** ASSIGNED TASK **
Copy each line of the data below, character for character.

----

//! Configuration resolution
//!
//! The API key, target environment, and application name are resolved
//! once at startup from, in order of precedence: command-line flags, the
//! process environment, and the config file at `~/.pmtask/config.toml`.
//!
//! Resolution is side-effect free: a missing key is reported as
//! [`ConfigError::MissingApiKey`] and the caller decides whether to exit.

use std::fs;
use std::path::{Path, PathBuf};

use serde::{Deserialize, Serialize};

use crate::paths;

/// Environment variable holding the API key
pub const API_KEY_VAR: &str = "PM_API_KEY";

/// Environment variable naming the target environment
pub const ENV_VAR: &str = "PM_ENV";

/// Environment used when nothing else is configured
pub const DEFAULT_ENVIRONMENT: &str = "production";

/// Application name sent with every request by default
pub const DEFAULT_APP_NAME: &str = "pmtask";

const PRODUCTION_URL: &str = "https://api.projectmanager.com";

/// Configuration errors
#[derive(Debug, thiserror::Error)]
pub enum ConfigError {
    /// No API key in flags, environment, or config file
    #[error("Your API key is not set. Please configure the environment variable PM_API_KEY.")]
    MissingApiKey,

    /// Environment is neither a known name nor an http(s) URL
    #[error("Unknown environment '{0}'. Use 'production' or a base URL such as https://api.example.com")]
    UnknownEnvironment(String),

    /// Config file could not be read
    #[error("Failed to read config file {}: {source}", .path.display())]
    Io {
        /// Config file path
        path: PathBuf,
        /// Underlying error
        source: std::io::Error,
    },

    /// Config file is not valid TOML
    #[error("Failed to parse config file {}: {source}", .path.display())]
    Parse {
        /// Config file path
        path: PathBuf,
        /// Underlying error
        source: toml::de::Error,
    },
}

/// Resolve the API key from the process environment
pub fn resolve_api_key() -> Result<String, ConfigError> {
    resolve_api_key_with(|name| std::env::var(name).ok())
}

/// Resolve the API key through `lookup`
///
/// A variable that is set but empty counts as missing.
pub fn resolve_api_key_with(lookup: impl Fn(&str) -> Option<String>) -> Result<String, ConfigError> {
    non_empty(lookup(API_KEY_VAR)).ok_or(ConfigError::MissingApiKey)
}

fn non_empty(value: Option<String>) -> Option<String> {
    value.filter(|v| !v.trim().is_empty())
}

/// Target API environment
#[derive(Debug, Clone, PartialEq, Eq, Default)]
pub enum Environment {
    /// The public production API
    #[default]
    Production,
    /// Any other deployment, by base URL
    Custom(String),
}

impl Environment {
    /// Base URL without a trailing slash
    #[must_use]
    pub fn base_url(&self) -> &str {
        match self {
            Self::Production => PRODUCTION_URL,
            Self::Custom(url) => url.trim_end_matches('/'),
        }
    }
}

impl std::fmt::Display for Environment {
    fn fmt(&self, f: &mut std::fmt::Formatter<'_>) -> std::fmt::Result {
        match self {
            Self::Production => write!(f, "production"),
            Self::Custom(url) => write!(f, "{url}"),
        }
    }
}

impl std::str::FromStr for Environment {
    type Err = ConfigError;

    fn from_str(s: &str) -> Result<Self, Self::Err> {
        let s = s.trim();
        if s.eq_ignore_ascii_case("production") {
            Ok(Self::Production)
        } else if s.starts_with("http://") || s.starts_with("https://") {
            Ok(Self::Custom(s.to_string()))
        } else {
            Err(ConfigError::UnknownEnvironment(s.to_string()))
        }
    }
}

/// Contents of the config file
#[derive(Debug, Clone, Default, Serialize, Deserialize)]
pub struct GlobalConfig {
    /// Client defaults
    #[serde(default)]
    pub client: ClientConfig,
}

/// `[client]` section of the config file
#[derive(Debug, Clone, Default, Serialize, Deserialize)]
pub struct ClientConfig {
    /// API key, used when neither `--api-key` nor `PM_API_KEY` is set
    #[serde(default, skip_serializing_if = "Option::is_none")]
    pub api_key: Option<String>,
    /// Environment name or base URL
    #[serde(default, skip_serializing_if = "Option::is_none")]
    pub environment: Option<String>,
    /// Application name sent to the server
    #[serde(default, skip_serializing_if = "Option::is_none")]
    pub app_name: Option<String>,
}

impl GlobalConfig {
    /// Get the config file path
    #[must_use]
    pub fn config_path() -> PathBuf {
        paths::global_config()
    }

    /// Load the config file, or defaults if it does not exist
    pub fn load() -> Result<Self, ConfigError> {
        Self::load_from(&Self::config_path())
    }

    /// Load a config file from `path`, or defaults if it does not exist
    pub fn load_from(path: &Path) -> Result<Self, ConfigError> {
        if !path.exists() {
            return Ok(Self::default());
        }
        let content = fs::read_to_string(path).map_err(|source| ConfigError::Io {
            path: path.to_path_buf(),
            source,
        })?;
        toml::from_str(&content).map_err(|source| ConfigError::Parse {
            path: path.to_path_buf(),
            source,
        })
    }
}

/// Values given on the command line
#[derive(Debug, Clone, Default)]
pub struct Overrides {
    /// `--api-key`
    pub api_key: Option<String>,
    /// `--env`
    pub environment: Option<String>,
}

/// Fully resolved client settings
#[derive(Clone, PartialEq, Eq)]
pub struct Settings {
    /// API key
    pub api_key: String,
    /// Target environment
    pub environment: Environment,
    /// Application name
    pub app_name: String,
}

impl std::fmt::Debug for Settings {
    fn fmt(&self, f: &mut std::fmt::Formatter<'_>) -> std::fmt::Result {
        f.debug_struct("Settings")
            .field("api_key", &"<redacted>")
            .field("environment", &self.environment)
            .field("app_name", &self.app_name)
            .finish()
    }
}

impl Settings {
    /// Resolve settings from the process environment and config file
    pub fn from_env(overrides: &Overrides) -> Result<Self, ConfigError> {
        let file = GlobalConfig::load()?;
        Self::resolve(overrides, |name| std::env::var(name).ok(), &file)
    }

    /// Resolve settings: flag, then `lookup`, then config file, then default
    pub fn resolve(
        overrides: &Overrides,
        lookup: impl Fn(&str) -> Option<String>,
        file: &GlobalConfig,
    ) -> Result<Self, ConfigError> {
        let api_key = match non_empty(overrides.api_key.clone()) {
            Some(key) => key,
            None => resolve_api_key_with(&lookup)
                .or_else(|_| non_empty(file.client.api_key.clone()).ok_or(ConfigError::MissingApiKey))?,
        };

        let environment = non_empty(overrides.environment.clone())
            .or_else(|| non_empty(lookup(ENV_VAR)))
            .or_else(|| non_empty(file.client.environment.clone()))
            .map_or(Ok(Environment::Production), |env| env.parse())?;

        let app_name = non_empty(file.client.app_name.clone())
            .unwrap_or_else(|| DEFAULT_APP_NAME.to_string());

        Ok(Self {
            api_key,
            environment,
            app_name,
        })
    }
}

----

** YOUR RESPONSE **
//! Configuration resolution
//!
//! The API key, target environment, and application name are resolved
//! once at startup from, in order of precedence: command-line flags, the
//! process environment, and the config file at `~/.pmtask/config.toml`.
//!
//! Resolution is side-effect free: a missing key is reported as
//! [`ConfigError::MissingApiKey`] and the caller decides whether to exit.

use std::fs;
use std::path::{Path, PathBuf};

use serde::{Deserialize, Serialize};

use crate::paths;

/// Environment variable holding the API key
pub const API_KEY_VAR: &str = "PM_API_KEY";

/// Environment variable naming the target environment
pub const ENV_VAR: &str = "PM_ENV";

/// Environment used when nothing else is configured
pub const DEFAULT_ENVIRONMENT: &str = "production";

/// Application name sent with every request by default
pub const DEFAULT_APP_NAME: &str = "pmtask";

const PRODUCTION_URL: &str = "https://api.projectmanager.com";

/// Configuration errors
#[derive(Debug, thiserror::Error)]
pub enum ConfigError {
    /// No API key in flags, environment, or config file
    #[error("Your API key is not set. Please configure the environment variable PM_API_KEY.")]
    MissingApiKey,

    /// Environment is neither a known name nor an http(s) URL
    #[error("Unknown environment '{0}'. Use 'production' or a base URL such as https://api.example.com")]
    UnknownEnvironment(String),

    /// Config file could not be read
    #[error("Failed to read config file {}: {source}", .path.display())]
    Io {
        /// Config file path
        path: PathBuf,
        /// Underlying error
        source: std::io::Error,
    },

    /// Config file is not valid TOML
    #[error("Failed to parse config file {}: {source}", .path.display())]
    Parse {
        /// Config file path
        path: PathBuf,
        /// Underlying error
        source: toml::de::Error,
    },
}

/// Resolve the API key from the process environment
pub fn resolve_api_key() -> Result<String, ConfigError> {
    resolve_api_key_with(|name| std::env::var(name).ok())
}

/// Resolve the API key through `lookup`
///
/// A variable that is set but empty counts as missing.
pub fn resolve_api_key_with(lookup: impl Fn(&str) -> Option<String>) -> Result<String, ConfigError> {
    non_empty(lookup(API_KEY_VAR)).ok_or(ConfigError::MissingApiKey)
}

fn non_empty(value: Option<String>) -> Option<String> {
    value.filter(|v| !v.trim().is_empty())
}

/// Target API environment
#[derive(Debug, Clone, PartialEq, Eq, Default)]
pub enum Environment {
    /// The public production API
    #[default]
    Production,
    /// Any other deployment, by base URL
    Custom(String),
}

impl Environment {
    /// Base URL without a trailing slash
    #[must_use]
    pub fn base_url(&self) -> &str {
        match self {
            Self::Production => PRODUCTION_URL,
            Self::Custom(url) => url.trim_end_matches('/'),
        }
    }
}

impl std::fmt::Display for Environment {
    fn fmt(&self, f: &mut std::fmt::Formatter<'_>) -> std::fmt::Result {
        match self {
            Self::Production => write!(f, "production"),
            Self::Custom(url) => write!(f, "{url}"),
        }
    }
}

impl std::str::FromStr for Environment {
    type Err = ConfigError;

    fn from_str(s: &str) -> Result<Self, Self::Err> {
        let s = s.trim();
        if s.eq_ignore_ascii_case("production") {
            Ok(Self::Production)
        } else if s.starts_with("http://") || s.starts_with("https://") {
            Ok(Self::Custom(s.to_string()))
        } else {
            Err(ConfigError::UnknownEnvironment(s.to_string()))
        }
    }
}

/// Contents of the config file
#[derive(Debug, Clone, Default, Serialize, Deserialize)]
pub struct GlobalConfig {
    /// Client defaults
    #[serde(default)]
    pub client: ClientConfig,
}

/// `[client]` section of the config file
#[derive(Debug, Clone, Default, Serialize, Deserialize)]
pub struct ClientConfig {
    /// API key, used when neither `--api-key` nor `PM_API_KEY` is set
    #[serde(default, skip_serializing_if = "Option::is_none")]
    pub api_key: Option<String>,
    /// Environment name or base URL
    #[serde(default, skip_serializing_if = "Option::is_none")]
    pub environment: Option<String>,
    /// Application name sent to the server
    #[serde(default, skip_serializing_if = "Option::is_none")]
    pub app_name: Option<String>,
}

impl GlobalConfig {
    /// Get the config file path
    #[must_use]
    pub fn config_path() -> PathBuf {
        paths::global_config()
    }

    /// Load the config file, or defaults if it does not exist
    pub fn load() -> Result<Self, ConfigError> {
        Self::load_from(&Self::config_path())
    }

    /// Load a config file from `path`, or defaults if it does not exist
    pub fn load_from(path: &Path) -> Result<Self, ConfigError> {
        if !path.exists() {
            return Ok(Self::default());
        }
        let content = fs::read_to_string(path).map_err(|source| ConfigError::Io {
            path: path.to_path_buf(),
            source,
        })?;
        toml::from_str(&content).map_err(|source| ConfigError::Parse {
            path: path.to_path_buf(),
            source,
        })
    }
}

/// Values given on the command line
#[derive(Debug, Clone, Default)]
pub struct Overrides {
    /// `--api-key`
    pub api_key: Option<String>,
    /// `--env`
    pub environment: Option<String>,
}

/// Fully resolved client settings
#[derive(Clone, PartialEq, Eq)]
pub struct Settings {
    /// API key
    pub api_key: String,
    /// Target environment
    pub environment: Environment,
    /// Application name
    pub app_name: String,
}

impl std::fmt::Debug for Settings {
    fn fmt(&self, f: &mut std::fmt::Formatter<'_>) -> std::fmt::Result {
        f.debug_struct("Settings")
            .field("api_key", &"<redacted>")
            .field("environment", &self.environment)
            .field("app_name", &self.app_name)
            .finish()
    }
}

impl Settings {
    /// Resolve settings from the process environment and config file
    pub fn from_env(overrides: &Overrides) -> Result<Self, ConfigError> {
        let file = GlobalConfig::load()?;
        Self::resolve(overrides, |name| std::env::var(name).ok(), &file)
    }

    /// Resolve settings: flag, then `lookup`, then config file, then default
    pub fn resolve(
        overrides: &Overrides,
        lookup: impl Fn(&str) -> Option<String>,
        file: &GlobalConfig,
    ) -> Result<Self, ConfigError> {
        let api_key = match non_empty(overrides.api_key.clone()) {
            Some(key) => key,
            None => resolve_api_key_with(&lookup)
                .or_else(|_| non_empty(file.client.api_key.clone()).ok_or(ConfigError::MissingApiKey))?,
        };

        let environment = non_empty(overrides.environment.clone())
            .or_else(|| non_empty(lookup(ENV_VAR)))
            .or_else(|| non_empty(file.client.environment.clone()))
            .map_or(Ok(Environment::Production), |env| env.parse())?;

        let app_name = non_empty(file.client.app_name.clone())
            .unwrap_or_else(|| DEFAULT_APP_NAME.to_string());

        Ok(Self {
            api_key,
            environment,
            app_name,
        })
    }
}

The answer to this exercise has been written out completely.